**Exercise aim**
Among the entries below, copy every line that carries the word "greater".
━━━━━ Data ━━━━━
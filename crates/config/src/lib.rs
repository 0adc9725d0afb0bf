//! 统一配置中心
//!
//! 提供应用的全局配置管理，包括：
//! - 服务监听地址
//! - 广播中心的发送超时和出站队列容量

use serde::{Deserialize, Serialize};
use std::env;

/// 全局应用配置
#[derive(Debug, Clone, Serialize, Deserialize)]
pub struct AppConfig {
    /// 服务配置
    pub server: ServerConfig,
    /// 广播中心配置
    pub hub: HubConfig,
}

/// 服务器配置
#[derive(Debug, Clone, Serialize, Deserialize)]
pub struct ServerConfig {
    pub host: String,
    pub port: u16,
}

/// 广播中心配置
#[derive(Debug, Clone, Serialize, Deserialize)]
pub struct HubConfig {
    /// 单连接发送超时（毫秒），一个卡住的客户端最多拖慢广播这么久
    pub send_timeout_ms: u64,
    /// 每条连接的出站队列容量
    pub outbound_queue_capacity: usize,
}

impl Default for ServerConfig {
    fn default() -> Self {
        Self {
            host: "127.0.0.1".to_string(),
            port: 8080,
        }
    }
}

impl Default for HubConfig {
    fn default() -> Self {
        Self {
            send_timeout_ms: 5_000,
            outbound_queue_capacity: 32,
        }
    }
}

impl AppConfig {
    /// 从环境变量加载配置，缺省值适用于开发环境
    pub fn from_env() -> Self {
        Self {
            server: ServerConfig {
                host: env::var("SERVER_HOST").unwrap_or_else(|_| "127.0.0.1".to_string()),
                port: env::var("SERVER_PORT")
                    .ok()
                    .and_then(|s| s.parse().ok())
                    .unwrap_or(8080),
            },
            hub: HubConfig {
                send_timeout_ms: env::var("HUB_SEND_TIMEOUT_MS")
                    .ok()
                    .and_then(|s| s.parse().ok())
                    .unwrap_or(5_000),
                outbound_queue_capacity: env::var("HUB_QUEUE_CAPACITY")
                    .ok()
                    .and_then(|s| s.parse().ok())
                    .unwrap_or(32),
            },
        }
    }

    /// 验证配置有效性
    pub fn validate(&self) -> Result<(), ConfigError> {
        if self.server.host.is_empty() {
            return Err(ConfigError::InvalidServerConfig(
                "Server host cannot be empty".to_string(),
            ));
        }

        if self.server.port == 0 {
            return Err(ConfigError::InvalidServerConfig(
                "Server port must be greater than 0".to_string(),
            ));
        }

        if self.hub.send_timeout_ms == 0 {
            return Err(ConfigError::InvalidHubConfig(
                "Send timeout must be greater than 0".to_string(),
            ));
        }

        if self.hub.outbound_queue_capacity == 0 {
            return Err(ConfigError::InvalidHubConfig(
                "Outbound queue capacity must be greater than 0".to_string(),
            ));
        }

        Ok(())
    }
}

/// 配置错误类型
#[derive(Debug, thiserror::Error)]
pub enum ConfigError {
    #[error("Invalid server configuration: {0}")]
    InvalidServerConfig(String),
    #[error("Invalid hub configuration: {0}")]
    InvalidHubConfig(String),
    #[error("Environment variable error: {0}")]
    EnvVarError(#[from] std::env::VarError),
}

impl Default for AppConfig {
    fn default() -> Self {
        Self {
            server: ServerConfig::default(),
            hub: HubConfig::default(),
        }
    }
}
━━━━━
━━━━━ Data ━━━━━
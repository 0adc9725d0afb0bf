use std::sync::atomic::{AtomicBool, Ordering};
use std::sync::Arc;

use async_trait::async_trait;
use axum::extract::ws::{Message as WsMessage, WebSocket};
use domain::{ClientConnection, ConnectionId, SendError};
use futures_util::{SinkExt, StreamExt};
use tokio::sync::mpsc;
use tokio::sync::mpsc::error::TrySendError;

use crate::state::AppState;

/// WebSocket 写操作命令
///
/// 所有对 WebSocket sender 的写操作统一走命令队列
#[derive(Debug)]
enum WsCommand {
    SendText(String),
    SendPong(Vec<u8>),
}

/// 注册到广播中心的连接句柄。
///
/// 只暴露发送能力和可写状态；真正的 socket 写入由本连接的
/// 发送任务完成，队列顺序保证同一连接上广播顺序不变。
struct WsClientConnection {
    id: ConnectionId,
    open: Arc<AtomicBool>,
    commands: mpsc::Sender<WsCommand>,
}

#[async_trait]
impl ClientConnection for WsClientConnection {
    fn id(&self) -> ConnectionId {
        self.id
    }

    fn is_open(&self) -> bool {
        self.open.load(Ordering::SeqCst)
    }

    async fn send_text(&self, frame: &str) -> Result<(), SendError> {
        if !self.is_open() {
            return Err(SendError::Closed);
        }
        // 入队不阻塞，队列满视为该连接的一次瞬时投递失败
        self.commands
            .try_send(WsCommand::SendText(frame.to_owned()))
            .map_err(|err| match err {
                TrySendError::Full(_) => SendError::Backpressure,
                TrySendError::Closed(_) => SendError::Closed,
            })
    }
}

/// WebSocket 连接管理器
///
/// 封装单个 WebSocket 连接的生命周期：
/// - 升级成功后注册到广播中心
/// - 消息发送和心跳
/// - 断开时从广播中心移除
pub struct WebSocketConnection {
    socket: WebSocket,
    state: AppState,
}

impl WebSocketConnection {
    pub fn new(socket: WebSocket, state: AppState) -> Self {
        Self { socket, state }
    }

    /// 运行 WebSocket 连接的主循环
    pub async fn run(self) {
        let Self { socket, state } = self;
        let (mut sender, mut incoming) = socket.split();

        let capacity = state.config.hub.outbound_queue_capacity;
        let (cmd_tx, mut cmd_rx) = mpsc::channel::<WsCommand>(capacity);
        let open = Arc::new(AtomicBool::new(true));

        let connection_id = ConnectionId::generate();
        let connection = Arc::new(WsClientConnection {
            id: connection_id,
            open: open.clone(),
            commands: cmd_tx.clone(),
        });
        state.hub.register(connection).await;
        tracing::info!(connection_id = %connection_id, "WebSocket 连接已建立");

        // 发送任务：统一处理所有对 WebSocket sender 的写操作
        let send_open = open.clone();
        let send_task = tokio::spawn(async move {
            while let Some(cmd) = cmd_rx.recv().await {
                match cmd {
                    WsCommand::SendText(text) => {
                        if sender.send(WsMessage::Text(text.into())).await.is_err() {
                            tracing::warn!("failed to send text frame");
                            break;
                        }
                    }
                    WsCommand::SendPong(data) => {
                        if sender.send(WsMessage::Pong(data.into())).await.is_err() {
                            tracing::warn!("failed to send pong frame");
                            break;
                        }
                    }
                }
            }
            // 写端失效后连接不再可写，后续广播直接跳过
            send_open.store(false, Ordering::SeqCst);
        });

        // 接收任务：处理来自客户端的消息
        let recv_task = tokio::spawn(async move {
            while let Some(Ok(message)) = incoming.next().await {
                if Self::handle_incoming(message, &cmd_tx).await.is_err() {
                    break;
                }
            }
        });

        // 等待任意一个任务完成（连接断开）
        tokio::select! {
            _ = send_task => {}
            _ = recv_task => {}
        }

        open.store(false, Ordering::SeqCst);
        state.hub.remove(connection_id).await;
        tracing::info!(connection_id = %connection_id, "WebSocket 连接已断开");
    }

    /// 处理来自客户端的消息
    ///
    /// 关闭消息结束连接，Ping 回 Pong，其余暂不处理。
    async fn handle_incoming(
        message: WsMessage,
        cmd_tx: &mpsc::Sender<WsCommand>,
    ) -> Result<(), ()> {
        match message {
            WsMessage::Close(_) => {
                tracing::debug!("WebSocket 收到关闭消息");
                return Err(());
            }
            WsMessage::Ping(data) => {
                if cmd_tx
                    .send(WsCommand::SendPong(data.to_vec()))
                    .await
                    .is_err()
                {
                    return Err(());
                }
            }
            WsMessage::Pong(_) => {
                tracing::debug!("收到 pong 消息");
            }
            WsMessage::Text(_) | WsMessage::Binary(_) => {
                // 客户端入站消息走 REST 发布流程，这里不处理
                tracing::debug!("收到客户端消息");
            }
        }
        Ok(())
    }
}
━━━━━
━━━━━ Data ━━━━━
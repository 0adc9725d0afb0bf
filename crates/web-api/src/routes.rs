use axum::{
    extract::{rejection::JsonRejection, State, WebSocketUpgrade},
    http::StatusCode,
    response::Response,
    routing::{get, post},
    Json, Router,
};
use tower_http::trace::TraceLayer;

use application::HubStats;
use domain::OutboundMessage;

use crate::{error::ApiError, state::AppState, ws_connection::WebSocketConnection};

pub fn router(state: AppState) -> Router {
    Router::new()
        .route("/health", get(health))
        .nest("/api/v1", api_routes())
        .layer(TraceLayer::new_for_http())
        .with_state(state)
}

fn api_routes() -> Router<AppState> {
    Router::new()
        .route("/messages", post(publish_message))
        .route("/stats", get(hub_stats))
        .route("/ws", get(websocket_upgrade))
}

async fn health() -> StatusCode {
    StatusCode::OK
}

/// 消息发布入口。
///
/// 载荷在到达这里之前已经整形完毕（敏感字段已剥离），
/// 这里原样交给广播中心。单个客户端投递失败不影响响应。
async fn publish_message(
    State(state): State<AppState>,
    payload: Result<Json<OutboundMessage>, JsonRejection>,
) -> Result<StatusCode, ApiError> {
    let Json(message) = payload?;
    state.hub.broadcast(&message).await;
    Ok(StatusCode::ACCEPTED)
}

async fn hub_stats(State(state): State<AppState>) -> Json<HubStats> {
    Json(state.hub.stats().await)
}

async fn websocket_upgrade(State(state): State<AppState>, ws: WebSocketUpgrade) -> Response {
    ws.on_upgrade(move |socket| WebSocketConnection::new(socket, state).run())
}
━━━━━
**Task solution**
                "Server port must be greater than 0".to_string(),
                "Send timeout must be greater than 0".to_string(),
                "Outbound queue capacity must be greater than 0".to_string(),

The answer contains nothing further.